Friday, February 10, 2012

YAGB

"Yet Another Game Blog" entry. been several months...

During which time Skyrim has come out. I have played it a lot, and I haven't even started the main sequence about the dragons. Just about everything else, tho.

Thoughts: this is not as good as Oblivion, in a variety of aspects.

#1) it's buggy. I don't mean crash buggy, but rather that various tasks break irrecoverably. Example: "buy a house in Markarth" -- if you don't do this the very first time it is offered, it will never be available again, but the quest won't go away.
#2) the color pallette is bland. territory is bland.
#3) it lacks the overall variety of opponents, and map areas.
#4) too much emphasis on "crafting". no offense intended, but BFD. *pointless*
#5) magic is harder. in fact, it's really different. How is it that Morrowind has different magic from Cyrodiil from Skyrim? We're not talking about entire other planets or something.
#6) the "skills tree". BFD. also pointless.
#7) "shouts". pointless. you don't need them for anything. as I have yet to kill a dragon, I can't use them anyway, and that's not any hardship.
#8) no auto-attempt on lockpicking. sorry, just not interested in this little micro-game over and over. this is an FNV-derived thing, and I was tired of it there, too.

things that are good:

#1) total map is huge. this is always good.
#2) plenty to do. except for the bugginess, which means some things can't be done, or can't be completed.
#3) your helper doesn't actually get killed (unless you do it, which I did a few times)
#4) chameleon is gone. just a flying disappeared after morrowind, chameleon is gone now. which means you have to be more careful, even at sneak 100.
#5) it's still possible, for some skills, to find a way to level them really really fast. sneak is one. armor is another (just the same way as in oblivion, too, which was good), summoning a Dremora runs that one up damn fast, even at the top end, although it only seems to count when it attacks something.

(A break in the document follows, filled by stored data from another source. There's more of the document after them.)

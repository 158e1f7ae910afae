//! Simple Moving Average (SMA) indicator

use crate::traits::{Indicator, price_series};
use swing_types::{Bar, PriceField};

/// Simple Moving Average
///
/// Calculates the arithmetic mean of the last N values of a price field.
#[derive(Debug, Clone)]
pub struct SMA {
    /// Number of periods for the moving average
    pub period: usize,
    /// Price field to average
    pub field: PriceField,
}

impl SMA {
    /// Creates a new SMA over close prices.
    #[must_use]
    pub fn new(period: usize) -> Self {
        Self {
            period,
            field: PriceField::Close,
        }
    }

    /// Uses another price field.
    #[must_use]
    pub fn with_field(mut self, field: PriceField) -> Self {
        self.field = field;
        self
    }

    /// Rolling mean over a raw value slice; leading `period - 1` values are NaN.
    #[must_use]
    #[allow(clippy::cast_precision_loss)]
    pub fn apply(&self, values: &[f64]) -> Vec<f64> {
        let len = values.len();
        let mut result = vec![f64::NAN; len];

        if len < self.period || self.period == 0 {
            return result;
        }

        let period = self.period as f64;
        let mut sum: f64 = values[..self.period].iter().sum();
        result[self.period - 1] = sum / period;

        for i in self.period..len {
            sum += values[i] - values[i - self.period];
            result[i] = sum / period;
        }

        result
    }
}

impl Indicator for SMA {
    fn compute(&self, bars: &[Bar]) -> Vec<f64> {
        self.apply(&price_series(bars, self.field))
    }

    fn name(&self) -> &str {
        "SMA"
    }

    fn warmup_periods(&self) -> usize {
        self.period
    }
}
//! Swing Data
//!
//! Series normalization: OHLC validation, ordering, gap analysis and
//! forward fill into a canonical [`Series`].

#![deny(clippy::all)]
#![warn(clippy::pedantic)]
#![deny(missing_docs)]

/// Data-layer error types.
pub mod error;
/// Gap analysis and forward fill on a regular grid.
pub mod gaps;
/// Sorting, validation and gap handling entry point.
pub mod normalize;
/// Canonical bar series.
pub mod series;
/// OHLC and ordering validation helpers.
pub mod validation;

/// Re-export: data-layer error type.
pub use error::DataError;
/// Re-export: gap analysis result stats.
pub use gaps::GapStats;
/// Re-export: grid gap analysis.
pub use gaps::analyze_gaps;
/// Re-export: forward fill of short gaps.
pub use gaps::fill_gaps;
/// Re-export: normalizer options.
pub use normalize::NormalizeOptions;
/// Re-export: normalizer entry point.
pub use normalize::normalize;
/// Re-export: canonical series.
pub use series::Series;
/// Re-export: bar validation.
pub use validation::validate_bars;
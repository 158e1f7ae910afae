//! Indicator trait and price extraction.

use swing_types::{Bar, PriceField};

/// Trait for single-output indicators.
///
/// All indicators compute over the full bar series and return a `Vec<f64>`
/// of the same length. Values before the warmup period are NaN.
pub trait Indicator: Send + Sync {
    /// Computes the indicator for all bars.
    ///
    /// Returns `Vec<f64>` with the same length as `bars`.
    fn compute(&self, bars: &[Bar]) -> Vec<f64>;

    /// Name of the indicator (e.g., "EMA", "ATR").
    fn name(&self) -> &str;

    /// Minimum number of bars required for valid output.
    fn warmup_periods(&self) -> usize;
}

/// Extracts one price field from every bar.
#[must_use]
pub fn price_series(bars: &[Bar], field: PriceField) -> Vec<f64> {
    bars.iter().map(|b| b.price(field)).collect()
}
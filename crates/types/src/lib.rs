//! Swing Types
//!
//! Core data structures for the swing-point detection engine.
//! This crate provides types for OHLC bars, swing points, the engine
//! configuration surface, and the serializable detection result envelope.

#![deny(clippy::all)]

pub mod bar;
pub mod config;
pub mod error;
pub mod price_field;
pub mod result;
pub mod swing;
pub mod timeframe;

// Re-export main types for convenience
pub use bar::Bar;
pub use config::{
    GapPolicy, SmoothingAlignment, SmoothingMethod, SwingConfig, VolatilityMethod,
};
pub use error::ConfigError;
pub use price_field::{ParsePriceFieldError, PriceField};
pub use result::{DetectionOutput, DetectionReport, ErrorReport};
pub use swing::{SwingKind, SwingPoint};
pub use timeframe::{ParseTimeframeError, Timeframe};
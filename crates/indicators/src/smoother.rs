//! Smoother: turns a bar series into smoothed points.

use swing_types::{Bar, PriceField, SmoothingAlignment, SmoothingMethod, SwingConfig};

use crate::error::IndicatorError;
use crate::impl_::{ema::EMA, sma::SMA};
use crate::traits::price_series;

/// Smoothing parameters.
#[derive(Debug, Clone, Copy, PartialEq)]
pub struct SmoothingSpec {
    /// Moving-average method.
    pub method: SmoothingMethod,
    /// Primary window.
    pub window: usize,
    /// Second-pass window (dual method only).
    pub secondary_window: usize,
    /// Bar each value is attributed to.
    pub alignment: SmoothingAlignment,
    /// Smoothed price field.
    pub price_field: PriceField,
}

impl SmoothingSpec {
    /// Simple moving average over close prices.
    #[must_use]
    pub fn sma(window: usize) -> Self {
        Self {
            method: SmoothingMethod::Sma,
            window,
            secondary_window: 0,
            alignment: SmoothingAlignment::Trailing,
            price_field: PriceField::Close,
        }
    }

    /// Builds the smoothing parameters from a detection configuration.
    #[must_use]
    pub fn from_config(config: &SwingConfig) -> Self {
        Self {
            method: config.smoothing_method,
            window: config.window,
            secondary_window: config.secondary_window,
            alignment: config.alignment,
            price_field: config.price_field,
        }
    }

    /// Number of bars covered by one smoothed value.
    #[must_use]
    pub fn effective_window(&self) -> usize {
        match self.method {
            SmoothingMethod::Sma | SmoothingMethod::Ema => self.window,
            SmoothingMethod::Dual => self
                .window
                .saturating_add(self.secondary_window.saturating_sub(1)),
        }
    }

    /// Backward shift applied to the attributed bar index.
    #[must_use]
    pub fn shift(&self) -> usize {
        match self.alignment {
            SmoothingAlignment::Trailing => 0,
            SmoothingAlignment::Centered => self.effective_window().saturating_sub(1) / 2,
        }
    }
}

/// One smoothed value attributed to a bar of the series.
#[derive(Debug, Clone, Copy, PartialEq)]
pub struct SmoothedPoint {
    /// Index of the attributed bar in the series.
    pub index: usize,
    /// Timestamp of the attributed bar (epoch-ns).
    pub timestamp_ns: i64,
    /// Smoothed value.
    pub value: f64,
}

/// Smooths the configured price field of `bars`.
///
/// The warm-up of every pass is omitted, so the result holds
/// `len - effective_window + 1` points with strictly increasing indices.
///
/// # Errors
/// - [`IndicatorError::ParamOutOfRange`] when a window is `<= 1`.
/// - [`IndicatorError::InvalidParams`] when the effective window is not
///   smaller than the series.
/// - [`IndicatorError::ComputationError`] on a non-finite smoothed value.
#[allow(clippy::cast_precision_loss)]
pub fn smooth(bars: &[Bar], spec: &SmoothingSpec) -> Result<Vec<SmoothedPoint>, IndicatorError> {
    let len = bars.len();
    let max_window = len.saturating_sub(1) as f64;
    if spec.window <= 1 {
        return Err(IndicatorError::param_out_of_range(
            "window",
            spec.window as f64,
            2.0,
            max_window,
        ));
    }
    if spec.method == SmoothingMethod::Dual && spec.secondary_window <= 1 {
        return Err(IndicatorError::param_out_of_range(
            "secondary_window",
            spec.secondary_window as f64,
            2.0,
            max_window,
        ));
    }

    let effective = spec.effective_window();
    if spec.window >= len || effective >= len {
        return Err(IndicatorError::invalid_params(format!(
            "effective window {effective} must be smaller than the series length {len}"
        )));
    }

    let values = price_series(bars, spec.price_field);
    let raw = match spec.method {
        SmoothingMethod::Sma => SMA::new(spec.window).apply(&values),
        SmoothingMethod::Ema => EMA::new(spec.window).apply(&values),
        SmoothingMethod::Dual => {
            let first = SMA::new(spec.window).apply(&values);
            let mut out = vec![f64::NAN; spec.window - 1];
            out.extend(SMA::new(spec.secondary_window).apply(&first[spec.window - 1..]));
            out
        }
    };

    let shift = spec.shift();
    let mut points = Vec::with_capacity(len - effective + 1);
    for (i, &value) in raw.iter().enumerate().skip(effective - 1) {
        if !value.is_finite() {
            return Err(IndicatorError::computation(format!(
                "non-finite smoothed value at bar {i}"
            )));
        }
        let index = i - shift;
        points.push(SmoothedPoint {
            index,
            timestamp_ns: bars[index].timestamp_ns,
            value,
        });
    }

    tracing::debug!(
        "Smoothed {} bars into {} points ({:?}, window {}, shift {})",
        len,
        points.len(),
        spec.method,
        effective,
        shift
    );

    Ok(points)
}
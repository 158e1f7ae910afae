//! Rolling volatility estimate per bar.

use swing_types::{Bar, PriceField, SwingConfig, VolatilityMethod};

use crate::error::IndicatorError;
use crate::impl_::{atr::ATR, rolling_std::RollingStd};
use crate::traits::Indicator;

/// Volatility estimator parameters.
#[derive(Debug, Clone, Copy, PartialEq)]
pub struct VolatilitySpec {
    /// Estimator.
    pub method: VolatilityMethod,
    /// Lookback window.
    pub window: usize,
    /// Price field for the standard deviation estimator.
    pub price_field: PriceField,
}

impl VolatilitySpec {
    /// Builds the volatility parameters from a detection configuration.
    #[must_use]
    pub fn from_config(config: &SwingConfig) -> Self {
        Self {
            method: config.volatility_method,
            window: config.volatility_window,
            price_field: config.price_field,
        }
    }
}

/// Computes one volatility value per bar.
///
/// Warm-up values are back-filled with the first estimate so every bar
/// carries a finite value.
///
/// # Errors
/// - [`IndicatorError::ParamOutOfRange`] when `window <= 1`.
/// - [`IndicatorError::InsufficientData`] when there are fewer bars than `window`.
/// - [`IndicatorError::ComputationError`] when no finite estimate exists.
pub fn volatility(bars: &[Bar], spec: &VolatilitySpec) -> Result<Vec<f64>, IndicatorError> {
    if spec.window <= 1 {
        #[allow(clippy::cast_precision_loss)]
        let value = spec.window as f64;
        return Err(IndicatorError::param_out_of_range(
            "volatility_window",
            value,
            2.0,
            f64::INFINITY,
        ));
    }
    if bars.len() < spec.window {
        return Err(IndicatorError::InsufficientData {
            required: spec.window,
            actual: bars.len(),
        });
    }

    let mut values = match spec.method {
        VolatilityMethod::Atr => ATR::new(spec.window).compute(bars),
        VolatilityMethod::StdDev => RollingStd::new(spec.window)
            .with_field(spec.price_field)
            .compute(bars),
    };

    let Some(first) = values.iter().copied().find(|v| v.is_finite()) else {
        return Err(IndicatorError::computation("no finite volatility estimate"));
    };
    for v in &mut values {
        if !v.is_finite() {
            *v = first;
        }
    }

    Ok(values)
}

#[cfg(test)]
mod tests {
    use super::*;

    fn bars(n: usize) -> Vec<Bar> {
        (0..n)
            .map(|i| {
                let c = 100.0 + i as f64;
                Bar::new(i as i64, c, c + 1.0, c - 1.0, c)
            })
            .collect()
    }

    #[test]
    fn test_atr_backfills_warmup() {
        let spec = VolatilitySpec {
            method: VolatilityMethod::Atr,
            window: 3,
            price_field: PriceField::Close,
        };
        let vol = volatility(&bars(6), &spec).unwrap();

        assert_eq!(vol.len(), 6);
        assert!(vol.iter().all(|v| v.is_finite()));
        assert!((vol[0] - vol[2]).abs() < 1e-12);
    }

    #[test]
    fn test_std_dev_uses_price_field() {
        let spec = VolatilitySpec {
            method: VolatilityMethod::StdDev,
            window: 3,
            price_field: PriceField::Close,
        };
        let vol = volatility(&bars(5), &spec).unwrap();
        // closes step by 1: sample std of three consecutive integers is 1
        assert!(vol.iter().all(|v| (v - 1.0).abs() < 1e-10));
    }

    #[test]
    fn test_insufficient_bars() {
        let spec = VolatilitySpec {
            method: VolatilityMethod::Atr,
            window: 14,
            price_field: PriceField::Close,
        };
        assert_eq!(
            volatility(&bars(5), &spec),
            Err(IndicatorError::InsufficientData {
                required: 14,
                actual: 5
            })
        );
    }

    #[test]
    fn test_rejects_window_one() {
        let spec = VolatilitySpec {
            method: VolatilityMethod::StdDev,
            window: 1,
            price_field: PriceField::Close,
        };
        assert!(volatility(&bars(5), &spec).unwrap_err().is_config());
    }
}
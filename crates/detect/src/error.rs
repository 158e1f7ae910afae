//! Detection error types.

use swing_data::DataError;
use swing_indicators::IndicatorError;
use swing_types::{ConfigError, ErrorReport};
use thiserror::Error;

/// Errors that can occur during swing detection.
#[derive(Debug, Clone, PartialEq, Error)]
pub enum SwingError {
    /// JSON request parse error
    #[error("config parse error: {0}")]
    ConfigParse(String),

    /// Parameter outside its documented range
    #[error("invalid configuration: {0}")]
    InvalidConfiguration(String),

    /// Bars violate the input contract
    #[error("malformed input: {0}")]
    MalformedInput(String),

    /// Series shorter than the configured windows require
    #[error("insufficient data: need {required} bars, have {available}")]
    InsufficientData {
        /// Required number of bars
        required: usize,
        /// Available number of bars
        available: usize,
    },

    /// Empty search neighborhood around a pivot
    #[error("no extremum found around bar {pivot} in [{start}, {end}]")]
    NoExtremumFound {
        /// Original index of the pivot
        pivot: usize,
        /// First bar of the neighborhood
        start: usize,
        /// Last bar of the neighborhood
        end: usize,
    },

    /// Filtering removed every candidate
    #[error("filtering removed all {candidates} swing candidates")]
    EmptyResult {
        /// Number of candidates before filtering
        candidates: usize,
    },

    /// Result serialization error
    #[error("result serialization error: {0}")]
    ResultSerialize(String),
}

impl SwingError {
    /// Returns true if this is a config parse/validation error.
    #[must_use]
    pub fn is_config_error(&self) -> bool {
        matches!(
            self,
            SwingError::ConfigParse(_) | SwingError::InvalidConfiguration(_)
        )
    }

    /// Returns the error category for the output contract.
    /// Categories: `config`, `input`, `empty`, `internal`
    #[must_use]
    pub fn error_category(&self) -> &'static str {
        match self {
            SwingError::ConfigParse(_) | SwingError::InvalidConfiguration(_) => "config",
            SwingError::MalformedInput(_) | SwingError::InsufficientData { .. } => "input",
            SwingError::EmptyResult { .. } => "empty",
            SwingError::NoExtremumFound { .. } | SwingError::ResultSerialize(_) => "internal",
        }
    }
}

impl From<ConfigError> for SwingError {
    fn from(err: ConfigError) -> Self {
        SwingError::InvalidConfiguration(err.to_string())
    }
}

impl From<DataError> for SwingError {
    fn from(err: DataError) -> Self {
        match err {
            DataError::EmptyData => SwingError::InsufficientData {
                required: 1,
                available: 0,
            },
            DataError::InsufficientData {
                required,
                available,
            } => SwingError::InsufficientData {
                required,
                available,
            },
            DataError::InvalidInterval(_) => SwingError::InvalidConfiguration(err.to_string()),
            other => SwingError::MalformedInput(other.to_string()),
        }
    }
}

impl From<IndicatorError> for SwingError {
    fn from(err: IndicatorError) -> Self {
        match err {
            IndicatorError::InsufficientData { required, actual } => SwingError::InsufficientData {
                required,
                available: actual,
            },
            IndicatorError::ComputationError(msg) => SwingError::MalformedInput(msg),
            other => SwingError::InvalidConfiguration(other.to_string()),
        }
    }
}

impl From<SwingError> for ErrorReport {
    fn from(err: SwingError) -> Self {
        Self {
            category: err.error_category().to_string(),
            message: err.to_string(),
        }
    }
}
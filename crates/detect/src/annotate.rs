//! Column export of swing points for chart overlays.

use swing_types::{SwingKind, SwingPoint};

/// Series-aligned swing columns; NaN where a bar holds no swing point.
#[derive(Debug, Clone, PartialEq)]
pub struct SwingColumns {
    /// Swing high prices
    pub highs: Vec<f64>,
    /// Swing low prices
    pub lows: Vec<f64>,
}

impl SwingColumns {
    /// Number of rows.
    #[must_use]
    pub fn len(&self) -> usize {
        self.highs.len()
    }

    /// Returns `true` when there are no rows.
    #[must_use]
    pub fn is_empty(&self) -> bool {
        self.highs.is_empty()
    }
}

/// Builds `highs`/`lows` columns of length `len` from swing points.
///
/// Points indexing past `len` are ignored.
#[must_use]
pub fn swing_columns(len: usize, points: &[SwingPoint]) -> SwingColumns {
    let mut highs = vec![f64::NAN; len];
    let mut lows = vec![f64::NAN; len];

    for point in points.iter().filter(|p| p.index < len) {
        match point.kind {
            SwingKind::High => highs[point.index] = point.price,
            SwingKind::Low => lows[point.index] = point.price,
        }
    }

    SwingColumns { highs, lows }
}
use serde::{Deserialize, Serialize};

/// Bar price field fed into smoothing and rolling statistics.
#[derive(Debug, Clone, Copy, PartialEq, Eq, Hash, Default, Serialize, Deserialize)]
#[serde(rename_all = "lowercase")]
pub enum PriceField {
    /// Open price.
    Open,
    /// High price.
    High,
    /// Low price.
    Low,
    /// Close price.
    #[default]
    Close,
    /// (high + low) / 2
    Median,
    /// (high + low + close) / 3
    Typical,
}

impl PriceField {
    /// Returns lowercase string representation.
    #[must_use]
    pub fn as_str(&self) -> &'static str {
        match self {
            PriceField::Open => "open",
            PriceField::High => "high",
            PriceField::Low => "low",
            PriceField::Close => "close",
            PriceField::Median => "median",
            PriceField::Typical => "typical",
        }
    }
}

impl std::fmt::Display for PriceField {
    fn fmt(&self, f: &mut std::fmt::Formatter<'_>) -> std::fmt::Result {
        write!(f, "{}", self.as_str())
    }
}

/// Error parsing price field.
#[derive(Debug, Clone, Copy, PartialEq, Eq)]
pub struct ParsePriceFieldError;

impl std::fmt::Display for ParsePriceFieldError {
    fn fmt(&self, f: &mut std::fmt::Formatter<'_>) -> std::fmt::Result {
        write!(f, "Invalid price field")
    }
}

impl std::error::Error for ParsePriceFieldError {}

impl std::str::FromStr for PriceField {
    type Err = ParsePriceFieldError;

    fn from_str(s: &str) -> Result<Self, Self::Err> {
        match s.trim().to_lowercase().as_str() {
            "open" => Ok(PriceField::Open),
            "high" => Ok(PriceField::High),
            "low" => Ok(PriceField::Low),
            "close" => Ok(PriceField::Close),
            "median" | "hl2" => Ok(PriceField::Median),
            "typical" | "hlc3" => Ok(PriceField::Typical),
            _ => Err(ParsePriceFieldError),
        }
    }
}
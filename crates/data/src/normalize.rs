//! Series normalizer.

use swing_types::{Bar, GapPolicy, SwingConfig, Timeframe};

use crate::error::DataError;
use crate::gaps::{analyze_gaps, fill_gaps, require_complete_grid};
use crate::series::Series;
use crate::validation::validate_bars;

/// Options controlling [`normalize`].
#[derive(Debug, Clone, Copy, PartialEq)]
pub struct NormalizeOptions {
    /// Minimum length of the canonical series.
    pub required_bars: usize,
    /// Interval grid; `None` disables gap handling.
    pub bar_interval: Option<Timeframe>,
    /// Gap handling policy (only used with `bar_interval`).
    pub gap_policy: GapPolicy,
    /// Longest gap repaired by forward fill.
    pub max_fill_bars: usize,
}

impl NormalizeOptions {
    /// Builds options from a detection configuration.
    #[must_use]
    pub fn from_config(config: &SwingConfig) -> Self {
        Self {
            required_bars: config.required_bars(),
            bar_interval: config.bar_interval,
            gap_policy: config.gap_policy,
            max_fill_bars: config.max_fill_bars,
        }
    }
}

impl Default for NormalizeOptions {
    fn default() -> Self {
        Self::from_config(&SwingConfig::default())
    }
}

/// Normalizes raw bars into a canonical [`Series`].
///
/// Bars are sorted by timestamp (stable), validated, and checked
/// against the interval grid according to the gap policy.
///
/// # Errors
/// - [`DataError::InsufficientData`] when the input is empty or the
///   canonical series is shorter than `required_bars`.
/// - [`DataError::CorruptData`] / [`DataError::DuplicateTimestamp`] for
///   invalid bars.
/// - [`DataError::OffGrid`] / [`DataError::Gap`] when the gap policy
///   rejects the grid.
pub fn normalize(bars: &[Bar], options: &NormalizeOptions) -> Result<Series, DataError> {
    if bars.is_empty() {
        return Err(DataError::InsufficientData {
            required: options.required_bars.max(1),
            available: 0,
        });
    }

    let mut sorted = bars.to_vec();
    sorted.sort_by_key(|b| b.timestamp_ns);
    validate_bars(&sorted)?;

    let series = match options.bar_interval {
        None => Series::new(sorted, None),
        Some(tf) => {
            let step_ns = tf.step_ns();
            match options.gap_policy {
                GapPolicy::Reject => {
                    require_complete_grid(&sorted, step_ns)?;
                    Series::new(sorted, Some(tf))
                }
                GapPolicy::ForwardFill => {
                    let (filled, synthetic) = fill_gaps(&sorted, step_ns, options.max_fill_bars)?;
                    let series = Series::with_synthetic(filled, synthetic, Some(tf));
                    if series.filled_count() > 0 {
                        tracing::warn!(
                            "Forward-filled {} missing bars on {} grid",
                            series.filled_count(),
                            tf
                        );
                    }
                    series
                }
                GapPolicy::Allow => {
                    let stats = analyze_gaps(&sorted, step_ns)?;
                    if !stats.is_complete() {
                        tracing::warn!(
                            "Keeping gaps on {} grid: {} missing, {} off-grid bars",
                            tf,
                            stats.missing_bars,
                            stats.off_grid_bars
                        );
                    }
                    Series::new(sorted, Some(tf)).with_gap_stats(stats)
                }
            }
        }
    };

    if series.len() < options.required_bars {
        return Err(DataError::InsufficientData {
            required: options.required_bars,
            available: series.len(),
        });
    }

    tracing::debug!(
        "Normalized {} input bars into {} canonical bars ({} filled)",
        bars.len(),
        series.len(),
        series.filled_count()
    );

    Ok(series)
}

#[cfg(test)]
mod tests {
    use super::*;

    const M1: i64 = 60_000_000_000;

    fn make_bar(ts: i64, close: f64) -> Bar {
        Bar::new(ts, close, close + 0.5, close - 0.5, close)
    }

    fn opts(required: usize) -> NormalizeOptions {
        NormalizeOptions {
            required_bars: required,
            bar_interval: None,
            gap_policy: GapPolicy::Reject,
            max_fill_bars: 3,
        }
    }

    #[test]
    fn test_normalize_sorts_bars() {
        let bars = vec![make_bar(120, 3.0), make_bar(0, 1.0), make_bar(60, 2.0)];
        let series = normalize(&bars, &opts(3)).unwrap();
        assert_eq!(series.timestamps(), vec![0, 60, 120]);
        assert_eq!(series.get(0).map(|b| b.close), Some(1.0));
    }

    #[test]
    fn test_normalize_empty_is_insufficient() {
        assert_eq!(
            normalize(&[], &opts(0)),
            Err(DataError::InsufficientData {
                required: 1,
                available: 0
            })
        );
    }

    #[test]
    fn test_normalize_too_short() {
        let bars = vec![make_bar(0, 1.0), make_bar(60, 2.0)];
        assert_eq!(
            normalize(&bars, &opts(5)),
            Err(DataError::InsufficientData {
                required: 5,
                available: 2
            })
        );
    }

    #[test]
    fn test_normalize_rejects_duplicates() {
        let bars = vec![make_bar(0, 1.0), make_bar(60, 2.0), make_bar(60, 2.5)];
        let err = normalize(&bars, &opts(1)).unwrap_err();
        assert!(matches!(err, DataError::DuplicateTimestamp { timestamp_ns: 60, .. }));
        assert!(err.is_malformed());
    }

    #[test]
    fn test_normalize_reject_policy_on_gap() {
        let bars = vec![make_bar(0, 1.0), make_bar(M1, 2.0), make_bar(3 * M1, 3.0)];
        let options = NormalizeOptions {
            bar_interval: Some(Timeframe::M1),
            ..opts(1)
        };
        let err = normalize(&bars, &options).unwrap_err();
        assert!(matches!(err, DataError::Gap { missing: 1, .. }));
    }

    #[test]
    fn test_normalize_forward_fill_counts_toward_length() {
        let bars = vec![make_bar(0, 1.0), make_bar(M1, 2.0), make_bar(4 * M1, 3.0)];
        let options = NormalizeOptions {
            bar_interval: Some(Timeframe::M1),
            gap_policy: GapPolicy::ForwardFill,
            ..opts(5)
        };
        let series = normalize(&bars, &options).unwrap();
        assert_eq!(series.len(), 5);
        assert_eq!(series.filled_count(), 2);
        assert!(series.is_synthetic(2));
        assert_eq!(series.get(3).map(|b| b.close), Some(2.0));
    }

    #[test]
    fn test_normalize_allow_policy_keeps_gaps() {
        let bars = vec![make_bar(0, 1.0), make_bar(M1, 2.0), make_bar(10 * M1, 3.0)];
        let options = NormalizeOptions {
            bar_interval: Some(Timeframe::M1),
            gap_policy: GapPolicy::Allow,
            ..opts(3)
        };
        let series = normalize(&bars, &options).unwrap();
        assert_eq!(series.len(), 3);
        assert_eq!(series.filled_count(), 0);

        let stats = series.gap_stats().unwrap();
        assert_eq!(stats.expected_bars, 11);
        assert_eq!(stats.missing_bars, 8);
        assert_eq!(series.missing_bars(), 8);
    }

    #[test]
    fn test_normalize_allow_policy_extreme_span_is_malformed() {
        let bars = vec![make_bar(i64::MIN, 1.0), make_bar(0, 2.0), make_bar(M1, 3.0)];
        let options = NormalizeOptions {
            bar_interval: Some(Timeframe::M1),
            gap_policy: GapPolicy::Allow,
            ..opts(1)
        };
        let err = normalize(&bars, &options).unwrap_err();
        assert!(matches!(err, DataError::OffGrid { index: 2, .. }));
        assert!(err.is_malformed());
    }

    #[test]
    fn test_normalize_without_allow_has_no_gap_stats() {
        let bars = vec![make_bar(0, 1.0), make_bar(M1, 2.0)];
        let options = NormalizeOptions {
            bar_interval: Some(Timeframe::M1),
            ..opts(2)
        };
        assert!(normalize(&bars, &options).unwrap().gap_stats().is_none());
    }

    #[test]
    fn test_options_from_config() {
        let config = SwingConfig {
            bar_interval: Some(Timeframe::H1),
            gap_policy: GapPolicy::ForwardFill,
            ..SwingConfig::default()
        };
        let options = NormalizeOptions::from_config(&config);
        assert_eq!(options.required_bars, 14);
        assert_eq!(options.bar_interval, Some(Timeframe::H1));
        assert_eq!(options.gap_policy, GapPolicy::ForwardFill);
    }
}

but overall, well worth the $50.

unlike NeverWinter Nights 2, which I just got (again). This time it was $5, on my Mac. Still has the same extremely annoying set of UI misfeatures and other failures. This game really is all about whether you like the D&D R3 details. Screw that, I have no interest. Bring me the story and the action. It's buggy, too. I've had it crash to desktop more than once. It doesn't autosave often enough--Skyrim autosaves every time you enter a new map area, or fast-travel; this is the
right approach. NWN2 doesn't really do first person properly, which means that other aspects of camera-handling suck big time. Sales is too hard (i.e., too many mouse-clicks), and the merchants NEVER have new stuff--always the same stuff. That is totally stupid--it means you are the one and only customer in the game. stupid.

even for $5, it's only worth your time for the purpose of figuring out how seriously flawed it is, and then taking those lessons to heart in making a better game. gah.